Below are records; report how many of their lines contain the word "persist", giving only the number.
======== Data for this exercise
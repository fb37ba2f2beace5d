use std::sync::atomic::{AtomicU64, Ordering};
use std::sync::Arc;

use chrono::Utc;
use serde::{Deserialize, Serialize};
use tracing::warn;

use super::domain::{
    Address, Coordinates, Listing, ListingId, ListingImage, ModerationStatus, OperationKind,
    PropertyCategory,
};
use super::repository::ListingRepository;
use super::storage::{sanitize_file_name, MediaStorage, MediaStorageError};
use crate::marketplace::audit::AuditRecorder;
use crate::marketplace::identity::{AccountRole, SessionPrincipal};
use crate::marketplace::storage::RepositoryError;
use crate::marketplace::validation::{require_text, FieldError};

/// At most five media uploads per submission.
pub const MAX_IMAGES_PER_LISTING: usize = 5;

/// Raw listing draft as submitted. Numeric members stay textual so a parse
/// failure is a recoverable validation error carrying the offending field,
/// never a deserialization fault.
#[derive(Debug, Clone, Deserialize)]
pub struct ListingDraft {
    pub title: String,
    pub description: String,
    pub operation: String,
    pub category: String,
    pub price: String,
    #[serde(default)]
    pub rooms: String,
    #[serde(default)]
    pub bathrooms: String,
    #[serde(default)]
    pub area_m2: String,
    pub street: String,
    pub unit: String,
    pub neighborhood: String,
    pub postal_code: String,
    pub city: String,
    pub latitude: String,
    pub longitude: String,
}

/// One optional media upload slot.
#[derive(Debug, Clone, Deserialize)]
pub struct MediaUpload {
    pub file_name: String,
    pub bytes: Vec<u8>,
    #[serde(default)]
    pub principal: bool,
}

#[derive(Debug, Clone, Copy, PartialEq, Eq, Serialize, Deserialize)]
#[serde(rename_all = "snake_case")]
pub enum ModerationDecision {
    Approve,
    Reject,
}

#[derive(Debug, thiserror::Error)]
pub enum SubmissionError {
    #[error("sign in to publish a listing")]
    AuthRequired,
    #[error("only provider accounts can publish listings")]
    ProviderRequired,
    #[error("only administrators can moderate listings")]
    AdminRequired,
    #[error("the listing draft has missing or malformed fields")]
    Validation(Vec<FieldError>),
    #[error("the listing has already been moderated")]
    AlreadyModerated,
    #[error(transparent)]
    Media(#[from] MediaStorageError),
    #[error(transparent)]
    Storage(#[from] RepositoryError),
}

struct ValidatedDraft {
    title: String,
    description: String,
    operation: OperationKind,
    category: PropertyCategory,
    price: f64,
    rooms: u32,
    bathrooms: u32,
    area_m2: u32,
    address: Address,
    coordinates: Coordinates,
}

static LISTING_SEQUENCE: AtomicU64 = AtomicU64::new(1);

fn next_listing_id() -> ListingId {
    let id = LISTING_SEQUENCE.fetch_add(1, Ordering::Relaxed);
    ListingId(format!("prop-{id:06}"))
}

/// The submission pipeline: validate, persist media, write the pending
/// record. Media writes land before the repository write; a crash in
/// between can leave orphaned files, which is accepted and reconciled by
/// an external sweep rather than rolled back here.
pub struct ListingDesk<R, M> {
    listings: Arc<R>,
    media: Arc<M>,
    audit: AuditRecorder,
}

impl<R, M> ListingDesk<R, M>
where
    R: ListingRepository + 'static,
    M: MediaStorage + 'static,
{
    pub fn new(listings: Arc<R>, media: Arc<M>, audit: AuditRecorder) -> Self {
        Self {
            listings,
            media,
            audit,
        }
    }

    /// Run a submission attempt end to end.
    ///
    /// Validation happens before any media write, so a rejected draft
    /// touches neither the media store nor the repository.
    pub fn submit(
        &self,
        principal: Option<&SessionPrincipal>,
        draft: ListingDraft,
        uploads: Vec<MediaUpload>,
    ) -> Result<Listing, SubmissionError> {
        let Some(principal) = principal else {
            return Err(SubmissionError::AuthRequired);
        };
        if !principal.role.can_publish() {
            return Err(SubmissionError::ProviderRequired);
        }

        let validated = validate_draft(&draft)?;
        let images = self.store_uploads(&uploads)?;

        let listing = Listing {
            id: next_listing_id(),
            owner: principal.account_id.clone(),
            title: validated.title,
            description: validated.description,
            operation: validated.operation,
            category: validated.category,
            price: validated.price,
            address: validated.address,
            coordinates: validated.coordinates,
            rooms: validated.rooms,
            bathrooms: validated.bathrooms,
            area_m2: validated.area_m2,
            status: ModerationStatus::Pending,
            featured: false,
            featured_until: None,
            available: true,
            published_at: Utc::now(),
            images,
        };

        let stored = match self.listings.insert(listing) {
            Ok(stored) => stored,
            Err(err) => {
                // Media written above stays behind; the periodic
                // reconciliation sweep owns the cleanup.
                warn!(%err, "listing persist failed after media writes");
                return Err(err.into());
            }
        };

        self.audit.record(
            Some(principal.account_id.clone()),
            "listing.submitted",
            format!("{} submitted '{}'", principal.display_name, stored.title),
        );
        Ok(stored)
    }

    /// Approve or reject a pending listing (admin surface).
    pub fn moderate(
        &self,
        actor: &SessionPrincipal,
        id: &ListingId,
        decision: ModerationDecision,
    ) -> Result<Listing, SubmissionError> {
        if actor.role != AccountRole::Admin {
            return Err(SubmissionError::AdminRequired);
        }

        let mut listing = self
            .listings
            .fetch(id)?
            .ok_or(RepositoryError::NotFound)?;
        if listing.status != ModerationStatus::Pending {
            return Err(SubmissionError::AlreadyModerated);
        }

        let (status, action) = match decision {
            ModerationDecision::Approve => (ModerationStatus::Approved, "listing.approved"),
            ModerationDecision::Reject => (ModerationStatus::Rejected, "listing.rejected"),
        };
        listing.status = status;
        self.listings.update(listing.clone())?;

        self.audit.record(
            Some(actor.account_id.clone()),
            action,
            format!("listing {} is now {}", listing.id.0, status.label()),
        );
        Ok(listing)
    }

    fn store_uploads(&self, uploads: &[MediaUpload]) -> Result<Vec<ListingImage>, SubmissionError> {
        if uploads.len() > MAX_IMAGES_PER_LISTING {
            return Err(SubmissionError::Validation(vec![FieldError::new(
                "images",
                format!("at most {MAX_IMAGES_PER_LISTING} images per listing"),
            )]));
        }

        let batch = Utc::now().timestamp_millis();
        let mut images = Vec::new();
        for (index, upload) in uploads.iter().enumerate() {
            // Photo slots are optional; an empty one is skipped, not an error.
            if upload.bytes.is_empty() {
                continue;
            }
            let name = format!("{batch}-{index}-{}", sanitize_file_name(&upload.file_name));
            let url = self.media.store(&upload.bytes, &name)?;
            images.push(ListingImage {
                url,
                principal: upload.principal,
            });
        }

        // First stored image is principal unless the caller designated one.
        if !images.is_empty() && !images.iter().any(|image| image.principal) {
            images[0].principal = true;
        }
        Ok(images)
    }
}

fn validate_draft(draft: &ListingDraft) -> Result<ValidatedDraft, SubmissionError> {
    let mut errors = Vec::new();

    let title = require_text(&mut errors, "title", &draft.title);
    let description = require_text(&mut errors, "description", &draft.description);
    let street = require_text(&mut errors, "street", &draft.street);
    let unit = require_text(&mut errors, "unit", &draft.unit);
    let neighborhood = require_text(&mut errors, "neighborhood", &draft.neighborhood);
    let postal_code = require_text(&mut errors, "postal_code", &draft.postal_code);
    let city = require_text(&mut errors, "city", &draft.city);

    let operation = match require_text(&mut errors, "operation", &draft.operation) {
        Some(raw) => match OperationKind::parse(&raw) {
            Some(operation) => Some(operation),
            None => {
                errors.push(FieldError::new("operation", "must be sale or rental"));
                None
            }
        },
        None => None,
    };
    let category =
        require_text(&mut errors, "category", &draft.category).map(|raw| PropertyCategory::parse(&raw));

    let price = parse_decimal(&mut errors, "price", &draft.price, true);
    let latitude = parse_decimal(&mut errors, "latitude", &draft.latitude, false);
    let longitude = parse_decimal(&mut errors, "longitude", &draft.longitude, false);
    let rooms = parse_count(&mut errors, "rooms", &draft.rooms);
    let bathrooms = parse_count(&mut errors, "bathrooms", &draft.bathrooms);
    let area_m2 = parse_count(&mut errors, "area_m2", &draft.area_m2);

    if !errors.is_empty() {
        return Err(SubmissionError::Validation(errors));
    }

    // All unwraps below are guarded by the emptiness check above.
    Ok(ValidatedDraft {
        title: title.unwrap_or_default(),
        description: description.unwrap_or_default(),
        operation: operation.unwrap_or(OperationKind::Sale),
        category: category.unwrap_or(PropertyCategory::House),
        price: price.unwrap_or_default(),
        rooms: rooms.unwrap_or_default(),
        bathrooms: bathrooms.unwrap_or_default(),
        area_m2: area_m2.unwrap_or_default(),
        address: Address {
            street: street.unwrap_or_default(),
            unit: unit.unwrap_or_default(),
            neighborhood: neighborhood.unwrap_or_default(),
            postal_code: postal_code.unwrap_or_default(),
            city: city.unwrap_or_default(),
        },
        coordinates: Coordinates {
            latitude: latitude.unwrap_or_default(),
            longitude: longitude.unwrap_or_default(),
        },
    })
}

fn parse_decimal(
    errors: &mut Vec<FieldError>,
    field: &'static str,
    raw: &str,
    non_negative: bool,
) -> Option<f64> {
    let trimmed = raw.trim();
    if trimmed.is_empty() {
        errors.push(FieldError::required(field));
        return None;
    }
    match trimmed.parse::<f64>() {
        Ok(value) if value.is_finite() => {
            if non_negative && value < 0.0 {
                errors.push(FieldError::new(field, "cannot be negative"));
                None
            } else {
                Some(value)
            }
        }
        _ => {
            errors.push(FieldError::new(field, "must be a decimal number"));
            None
        }
    }
}

/// Counts default to zero when the slot arrives empty.
fn parse_count(errors: &mut Vec<FieldError>, field: &'static str, raw: &str) -> Option<u32> {
    let trimmed = raw.trim();
    if trimmed.is_empty() {
        return Some(0);
    }
    match trimmed.parse::<u32>() {
        Ok(value) => Some(value),
        Err(_) => {
            errors.push(FieldError::new(field, "must be a whole number"));
            None
        }
    }
}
================
● Solution: 2